DATA SECTION.
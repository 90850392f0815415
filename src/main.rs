//! Command-line interface for kv-loadgen
//!
//! # Usage Examples
//!
//! ```bash
//! # List and inspect the workload profiles
//! kv-loadgen list-profiles
//! kv-loadgen describe-profile transaction_heavy
//!
//! # Check that the server answers
//! kv-loadgen test-connection --host cache.internal --port 6380 --tls
//!
//! # Run until Ctrl-C with 8 clients of 20 threads each
//! kv-loadgen run --clients 8 --threads-per-client 20 --connections-per-client 4
//! ```

use anyhow::Context;
use clap::{Parser, Subcommand};
use kv_loadgen::cli::{ConnectionArgs, RunArgs};
use kv_loadgen::{logging, runner, summary};
use loadgen_profiles::Profile;

#[derive(Parser)]
#[command(name = "kv-loadgen")]
#[command(about = "A load generator for Redis-protocol key-value stores")]
#[command(long_about = None)]
struct Cli {
    #[command(subcommand)]
    command: Commands,
}

#[derive(Subcommand)]
enum Commands {
    /// Run a load test
    Run(RunArgs),

    /// List the available workload profiles
    ListProfiles,

    /// Describe one workload profile
    DescribeProfile {
        /// Profile name
        name: Profile,
    },

    /// Connect to the server, PING it and report
    TestConnection {
        #[command(flatten)]
        connection: ConnectionArgs,

        /// Logging level: DEBUG, INFO, WARNING or ERROR
        #[arg(long, default_value = "INFO", env = "LOG_LEVEL")]
        log_level: String,
    },
}

#[tokio::main]
async fn main() -> anyhow::Result<()> {
    if let Err(e) = run().await {
        eprintln!("Error: {e:#}");
        std::process::exit(1);
    }
    Ok(())
}

async fn run() -> anyhow::Result<()> {
    let cli = Cli::parse();

    match cli.command {
        Commands::Run(args) => run_load_test(args).await,
        Commands::ListProfiles => {
            println!("Available workload profiles:");
            for profile in Profile::all() {
                let ops = profile
                    .workload()
                    .weighted_operations()
                    .iter()
                    .map(|(op, _)| op.name())
                    .collect::<Vec<_>>()
                    .join(", ");
                println!("  {profile}: {ops}");
                println!("      {}", profile.description());
            }
            Ok(())
        }
        Commands::DescribeProfile { name } => {
            println!("{}", name.details());
            Ok(())
        }
        Commands::TestConnection {
            connection,
            log_level,
        } => {
            logging::init(&log_level, None)?;
            let config = connection.to_config();
            let report = tokio::task::spawn_blocking(move || runner::test_connection(&config))
                .await
                .context("Connection test task failed")??;
            println!("Connected to {}", report.target);
            println!("  Nodes:        {}", report.nodes);
            println!(
                "  Connect time: {:.3}ms",
                report.connect_time.as_secs_f64() * 1000.0
            );
            println!(
                "  PING time:    {:.3}ms",
                report.ping_time.as_secs_f64() * 1000.0
            );
            Ok(())
        }
    }
}

async fn run_load_test(args: RunArgs) -> anyhow::Result<()> {
    let config = args.to_config()?;

    if let Some(path) = &args.save_config {
        config.validate()?;
        config.save(path)?;
        println!("Configuration saved to {}", path.display());
        return Ok(());
    }

    logging::init(&config.output.log_level, config.output.log_file.as_deref())?;
    tracing::info!(
        "Target {} ({} workload)",
        config.connection.describe(),
        config
            .test
            .profile
            .map(|p| p.to_string())
            .unwrap_or_else(|| "custom".to_string())
    );

    let result = runner::run(&config, args.seed).await?;
    summary::emit(&result, config.output.output_file.as_deref())?;
    Ok(())
}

ACTIVITY.
All of the records should be transcribed exactly, with nothing left out.

REPLY.
repository 90850392f0815415
filename src/main.rs
//! Command-line interface for kv-loadgen
//!
//! # Usage Examples
//!
//! ```bash
//! # List and inspect the workload profiles
//! kv-loadgen list-profiles
//! kv-loadgen describe-profile transaction_heavy
//!
//! # Check that the server answers
//! kv-loadgen test-connection --host cache.internal --port 6380 --tls
//!
//! # Run until Ctrl-C with 8 clients of 20 threads each
//! kv-loadgen run --clients 8 --threads-per-client 20 --connections-per-client 4
//! ```

use anyhow::Context;
use clap::{Parser, Subcommand};
use kv_loadgen::cli::{ConnectionArgs, RunArgs};
use kv_loadgen::{logging, runner, summary};
use loadgen_profiles::Profile;

#[derive(Parser)]
#[command(name = "kv-loadgen")]
#[command(about = "A load generator for Redis-protocol key-value stores")]
#[command(long_about = None)]
struct Cli {
    #[command(subcommand)]
    command: Commands,
}

#[derive(Subcommand)]
enum Commands {
    /// Run a load test
    Run(RunArgs),

    /// List the available workload profiles
    ListProfiles,

    /// Describe one workload profile
    DescribeProfile {
        /// Profile name
        name: Profile,
    },

    /// Connect to the server, PING it and report
    TestConnection {
        #[command(flatten)]
        connection: ConnectionArgs,

        /// Logging level: DEBUG, INFO, WARNING or ERROR
        #[arg(long, default_value = "INFO", env = "LOG_LEVEL")]
        log_level: String,
    },
}

#[tokio::main]
async fn main() -> anyhow::Result<()> {
    if let Err(e) = run().await {
        eprintln!("Error: {e:#}");
        std::process::exit(1);
    }
    Ok(())
}

async fn run() -> anyhow::Result<()> {
    let cli = Cli::parse();

    match cli.command {
        Commands::Run(args) => run_load_test(args).await,
        Commands::ListProfiles => {
            println!("Available workload profiles:");
            for profile in Profile::all() {
                let ops = profile
                    .workload()
                    .weighted_operations()
                    .iter()
                    .map(|(op, _)| op.name())
                    .collect::<Vec<_>>()
                    .join(", ");
                println!("  {profile}: {ops}");
                println!("      {}", profile.description());
            }
            Ok(())
        }
        Commands::DescribeProfile { name } => {
            println!("{}", name.details());
            Ok(())
        }
        Commands::TestConnection {
            connection,
            log_level,
        } => {
            logging::init(&log_level, None)?;
            let config = connection.to_config();
            let report = tokio::task::spawn_blocking(move || runner::test_connection(&config))
                .await
                .context("Connection test task failed")??;
            println!("Connected to {}", report.target);
            println!("  Nodes:        {}", report.nodes);
            println!(
                "  Connect time: {:.3}ms",
                report.connect_time.as_secs_f64() * 1000.0
            );
            println!(
                "  PING time:    {:.3}ms",
                report.ping_time.as_secs_f64() * 1000.0
            );
            Ok(())
        }
    }
}

async fn run_load_test(args: RunArgs) -> anyhow::Result<()> {
    let config = args.to_config()?;

    if let Some(path) = &args.save_config {
        config.validate()?;
        config.save(path)?;
        println!("Configuration saved to {}", path.display());
        return Ok(());
    }

    logging::init(&config.output.log_level, config.output.log_file.as_deref())?;
    tracing::info!(
        "Target {} ({} workload)",
        config.connection.describe(),
        config
            .test
            .profile
            .map(|p| p.to_string())
            .unwrap_or_else(|| "custom".to_string())
    );

    let result = runner::run(&config, args.seed).await?;
    summary::emit(&result, config.output.output_file.as_deref())?;
    Ok(())
}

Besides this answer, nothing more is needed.